Print, in exact form, the lines below from the one containing "let text = extractor.extract(bytes, path).await?;" through the one containing "let pieces = self.splitter.split_text(text);", and omit all others.

----

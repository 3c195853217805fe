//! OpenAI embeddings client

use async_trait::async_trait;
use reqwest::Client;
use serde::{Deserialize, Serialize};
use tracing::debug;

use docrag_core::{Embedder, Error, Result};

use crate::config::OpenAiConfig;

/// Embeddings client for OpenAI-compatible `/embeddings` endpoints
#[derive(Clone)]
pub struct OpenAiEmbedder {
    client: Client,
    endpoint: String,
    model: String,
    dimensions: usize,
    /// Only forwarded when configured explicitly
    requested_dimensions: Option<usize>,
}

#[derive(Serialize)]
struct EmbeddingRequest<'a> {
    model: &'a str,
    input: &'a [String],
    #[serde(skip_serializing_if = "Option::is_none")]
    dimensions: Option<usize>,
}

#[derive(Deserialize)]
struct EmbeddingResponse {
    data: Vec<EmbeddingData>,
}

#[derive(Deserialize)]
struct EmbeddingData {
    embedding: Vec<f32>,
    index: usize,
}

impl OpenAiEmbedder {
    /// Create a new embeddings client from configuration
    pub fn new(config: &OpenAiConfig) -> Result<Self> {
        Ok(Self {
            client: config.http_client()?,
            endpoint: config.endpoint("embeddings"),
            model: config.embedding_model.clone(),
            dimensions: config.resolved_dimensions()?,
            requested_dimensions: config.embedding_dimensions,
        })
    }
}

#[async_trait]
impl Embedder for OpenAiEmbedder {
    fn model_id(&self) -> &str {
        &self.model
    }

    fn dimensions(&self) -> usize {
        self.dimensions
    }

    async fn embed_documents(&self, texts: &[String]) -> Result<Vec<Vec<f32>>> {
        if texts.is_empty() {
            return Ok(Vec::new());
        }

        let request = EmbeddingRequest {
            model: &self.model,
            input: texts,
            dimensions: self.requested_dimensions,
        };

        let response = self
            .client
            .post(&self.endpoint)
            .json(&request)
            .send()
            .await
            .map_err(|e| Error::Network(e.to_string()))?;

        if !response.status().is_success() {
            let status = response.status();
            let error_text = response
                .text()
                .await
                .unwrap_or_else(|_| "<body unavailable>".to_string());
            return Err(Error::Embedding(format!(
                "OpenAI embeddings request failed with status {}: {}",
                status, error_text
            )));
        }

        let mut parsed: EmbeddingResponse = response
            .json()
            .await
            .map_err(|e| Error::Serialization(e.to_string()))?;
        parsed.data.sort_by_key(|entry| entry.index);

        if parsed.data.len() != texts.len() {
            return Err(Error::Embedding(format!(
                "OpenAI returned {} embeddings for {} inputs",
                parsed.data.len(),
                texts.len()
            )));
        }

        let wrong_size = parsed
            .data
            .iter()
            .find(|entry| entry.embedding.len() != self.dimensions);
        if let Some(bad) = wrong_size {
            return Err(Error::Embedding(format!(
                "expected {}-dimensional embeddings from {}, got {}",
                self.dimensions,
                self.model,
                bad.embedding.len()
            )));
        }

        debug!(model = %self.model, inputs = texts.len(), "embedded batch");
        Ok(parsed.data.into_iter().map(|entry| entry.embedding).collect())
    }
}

----

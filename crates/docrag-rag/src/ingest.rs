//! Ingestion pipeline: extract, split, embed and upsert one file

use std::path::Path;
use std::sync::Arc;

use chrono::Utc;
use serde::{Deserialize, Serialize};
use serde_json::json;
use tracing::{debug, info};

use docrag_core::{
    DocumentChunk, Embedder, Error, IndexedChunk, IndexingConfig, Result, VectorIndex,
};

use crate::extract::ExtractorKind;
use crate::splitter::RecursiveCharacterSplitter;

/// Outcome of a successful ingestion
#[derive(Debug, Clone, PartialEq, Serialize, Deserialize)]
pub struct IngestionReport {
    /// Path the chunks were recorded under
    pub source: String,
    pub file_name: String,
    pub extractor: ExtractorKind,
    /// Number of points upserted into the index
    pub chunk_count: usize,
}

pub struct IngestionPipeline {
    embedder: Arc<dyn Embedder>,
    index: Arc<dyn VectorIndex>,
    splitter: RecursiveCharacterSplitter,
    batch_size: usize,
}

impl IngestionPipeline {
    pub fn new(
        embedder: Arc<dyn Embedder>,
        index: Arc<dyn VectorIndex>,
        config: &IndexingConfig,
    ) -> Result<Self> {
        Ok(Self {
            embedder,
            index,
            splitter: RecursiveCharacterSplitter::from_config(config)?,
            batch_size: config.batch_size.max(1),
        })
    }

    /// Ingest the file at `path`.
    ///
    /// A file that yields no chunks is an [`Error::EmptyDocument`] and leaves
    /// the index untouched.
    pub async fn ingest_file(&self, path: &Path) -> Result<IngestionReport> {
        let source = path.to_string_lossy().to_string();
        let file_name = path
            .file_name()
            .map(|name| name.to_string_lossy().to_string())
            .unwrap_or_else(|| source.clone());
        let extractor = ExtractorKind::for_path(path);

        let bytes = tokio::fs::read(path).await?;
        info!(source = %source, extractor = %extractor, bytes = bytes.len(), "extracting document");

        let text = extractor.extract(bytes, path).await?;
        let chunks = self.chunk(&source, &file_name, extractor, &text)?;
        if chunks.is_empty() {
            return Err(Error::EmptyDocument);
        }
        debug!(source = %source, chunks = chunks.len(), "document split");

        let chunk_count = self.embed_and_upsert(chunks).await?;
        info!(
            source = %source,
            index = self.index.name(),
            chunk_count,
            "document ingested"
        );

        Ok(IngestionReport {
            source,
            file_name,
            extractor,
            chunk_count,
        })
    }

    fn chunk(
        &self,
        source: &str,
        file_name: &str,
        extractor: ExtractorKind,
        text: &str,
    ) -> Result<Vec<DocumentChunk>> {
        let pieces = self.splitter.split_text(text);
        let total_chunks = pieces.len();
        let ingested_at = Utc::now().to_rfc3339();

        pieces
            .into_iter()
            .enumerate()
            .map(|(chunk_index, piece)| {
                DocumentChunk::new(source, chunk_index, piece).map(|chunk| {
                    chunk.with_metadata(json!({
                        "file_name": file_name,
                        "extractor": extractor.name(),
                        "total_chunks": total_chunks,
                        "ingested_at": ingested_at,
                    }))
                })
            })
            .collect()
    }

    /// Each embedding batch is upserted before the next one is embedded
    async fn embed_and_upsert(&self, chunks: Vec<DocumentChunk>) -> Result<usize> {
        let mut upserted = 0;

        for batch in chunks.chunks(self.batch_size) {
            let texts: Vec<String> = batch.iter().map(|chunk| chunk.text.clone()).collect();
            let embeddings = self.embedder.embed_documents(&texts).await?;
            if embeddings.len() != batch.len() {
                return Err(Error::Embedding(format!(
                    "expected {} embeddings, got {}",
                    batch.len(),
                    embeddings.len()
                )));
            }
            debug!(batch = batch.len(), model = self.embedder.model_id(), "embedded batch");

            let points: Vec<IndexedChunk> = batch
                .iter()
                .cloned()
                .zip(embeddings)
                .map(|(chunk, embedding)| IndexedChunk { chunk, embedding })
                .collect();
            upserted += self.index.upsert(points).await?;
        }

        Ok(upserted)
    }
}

----

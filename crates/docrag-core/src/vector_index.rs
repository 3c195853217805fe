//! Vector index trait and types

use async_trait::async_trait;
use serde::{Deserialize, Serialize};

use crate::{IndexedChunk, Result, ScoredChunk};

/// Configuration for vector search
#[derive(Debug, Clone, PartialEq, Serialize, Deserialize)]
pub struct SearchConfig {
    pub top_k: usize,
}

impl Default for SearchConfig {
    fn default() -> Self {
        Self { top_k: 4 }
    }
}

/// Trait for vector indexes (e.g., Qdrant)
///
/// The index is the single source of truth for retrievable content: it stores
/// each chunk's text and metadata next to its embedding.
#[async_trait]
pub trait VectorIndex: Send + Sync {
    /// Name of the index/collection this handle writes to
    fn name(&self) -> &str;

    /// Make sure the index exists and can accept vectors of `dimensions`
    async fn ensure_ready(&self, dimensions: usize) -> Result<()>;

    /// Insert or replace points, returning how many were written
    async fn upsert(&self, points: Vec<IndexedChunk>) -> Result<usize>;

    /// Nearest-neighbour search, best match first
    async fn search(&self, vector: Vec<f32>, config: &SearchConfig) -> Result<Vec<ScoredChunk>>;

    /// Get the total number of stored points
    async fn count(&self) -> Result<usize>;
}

----

Task answer:
        let text = extractor.extract(bytes, path).await?;
        let chunks = self.chunk(&source, &file_name, extractor, &text)?;
        if chunks.is_empty() {
            return Err(Error::EmptyDocument);
        }
        debug!(source = %source, chunks = chunks.len(), "document split");

        let chunk_count = self.embed_and_upsert(chunks).await?;
        info!(
            source = %source,
            index = self.index.name(),
            chunk_count,
            "document ingested"
        );

        Ok(IngestionReport {
            source,
            file_name,
            extractor,
            chunk_count,
        })
    }

    fn chunk(
        &self,
        source: &str,
        file_name: &str,
        extractor: ExtractorKind,
        text: &str,
    ) -> Result<Vec<DocumentChunk>> {
        let pieces = self.splitter.split_text(text);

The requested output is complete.